I spent well over a year in a bureaucratic and judicial maze, searching for a path that would expose no-one to risk of prosecution. By the time I had found one, Charlotte was no longer what a psychiatrist could definitively rule to be of sound mind.
My brilliant friend was forced to endure her final years confined to a hospital bed in her living room, spoon fed by a round-the-clock team of carers, most of whom she hated. She would text me in the middle of the night, begging me to end her life. The drugs that subdued her writhing spasms also strangled her voice. In the last year of her life, the only muffled sentence she managed to groan whenever I saw her was: “Let … me … die.”
Did she really want to? Had she been allowed the choice, perhaps she might not have taken it. We will never know. All I know is that the denial of this choice tormented her to the very end. In January Charlotte contracted an infection, and died.

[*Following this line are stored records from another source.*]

//! Plain-text rendering of issues.

use md2adf_jira::{Attachment, Issue, format_file_size};

/// Summary lines of an issue.
pub(super) fn issue_lines(issue: &Issue) -> Vec<String> {
    let fields = &issue.fields;
    let name = |named: Option<&md2adf_jira::Named>, fallback: &str| {
        named.map_or_else(|| fallback.to_owned(), |n| n.name.clone())
    };

    let mut lines = vec![
        format!(
            "{}: {}",
            issue.key,
            fields.summary.as_deref().unwrap_or("No summary")
        ),
        format!("  Status:   {}", name(fields.status.as_ref(), "Unknown")),
        format!("  Type:     {}", name(fields.issue_type.as_ref(), "Unknown")),
        format!(
            "  Assignee: {}",
            fields
                .assignee
                .as_ref()
                .map_or("Unassigned", |user| user.display_name.as_str())
        ),
        format!("  Priority: {}", name(fields.priority.as_ref(), "None")),
        format!(
            "  Updated:  {}",
            fields.updated.as_deref().unwrap_or("Unknown")
        ),
    ];
    lines.extend(attachment_lines(fields.attachments()));
    lines
}

/// Attachment listing, empty when there are none.
pub(super) fn attachment_lines(attachments: &[Attachment]) -> Vec<String> {
    if attachments.is_empty() {
        return Vec::new();
    }

    let mut lines = vec![format!("  Attachments: {} file(s)", attachments.len())];
    for attachment in attachments {
        lines.push(format!(
            "    - {} (ID: {}) - {}, {}",
            attachment.filename,
            attachment.id,
            format_file_size(attachment.size),
            attachment.mime_type
        ));
    }
    lines
}

#[cfg(test)]
mod tests {
    use super::*;
    use pretty_assertions::assert_eq;

    fn issue(raw: &str) -> Issue {
        serde_json::from_str(raw).unwrap()
    }

    #[test]
    fn test_issue_lines_with_fallbacks() {
        let lines = issue_lines(&issue(r#"{"id": "1", "key": "OPS-1"}"#));
        assert_eq!(
            lines,
            vec![
                "OPS-1: No summary",
                "  Status:   Unknown",
                "  Type:     Unknown",
                "  Assignee: Unassigned",
                "  Priority: None",
                "  Updated:  Unknown",
            ]
        );
    }

    #[test]
    fn test_issue_lines_with_attachments() {
        let lines = issue_lines(&issue(
            r#"{"id": "1", "key": "OPS-2", "fields": {
                "summary": "Broken build",
                "status": {"name": "Open"},
                "assignee": {"accountId": "a", "displayName": "Grace"},
                "attachment": [{
                    "id": "77", "filename": "build.log", "mimeType": "text/plain",
                    "size": 3072, "content": "https://x/77"
                }]
            }}"#,
        ));
        assert_eq!(lines[0], "OPS-2: Broken build");
        assert_eq!(lines[3], "  Assignee: Grace");
        assert_eq!(lines[6], "  Attachments: 1 file(s)");
        assert_eq!(lines[7], "    - build.log (ID: 77) - 3.0 KB, text/plain");
    }
}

When I told her last November that a majority of MPs had voted for the assisted dying bill, she gripped my hand and strained to formulate a word: “Good.” I’m glad she doesn’t know that some are now wobbling.
Opposition to the bill consists of a great deal of what-iffery. What if the elderly and infirm feel pressured? What if this bill is the thin end of the wedge? What if terminally ill people choose assisted death in a state of depression? What if, what if, what if.
Protesters opposed to the assisted dying bill outside parliament last month
ALAMY
These are all valid concerns that I share. But critics of the bill have begun to frame the debate as if leaving the law as it stands does not hurt anyone. It does.
They worry about speculative, hypothetical victims — but the status quo creates indisputable, real life victims. The bill’s opponents portray it as cruel, heartless and macabre. I wish they could have sat at Charlotte’s bedside, heard her groan, “Let … me … die”, and seen what cruel, heartless and macabre actually looks like. They are absolutely right that we should spend more on palliative care. But if we can’t even fill potholes, when or how is that going to happen?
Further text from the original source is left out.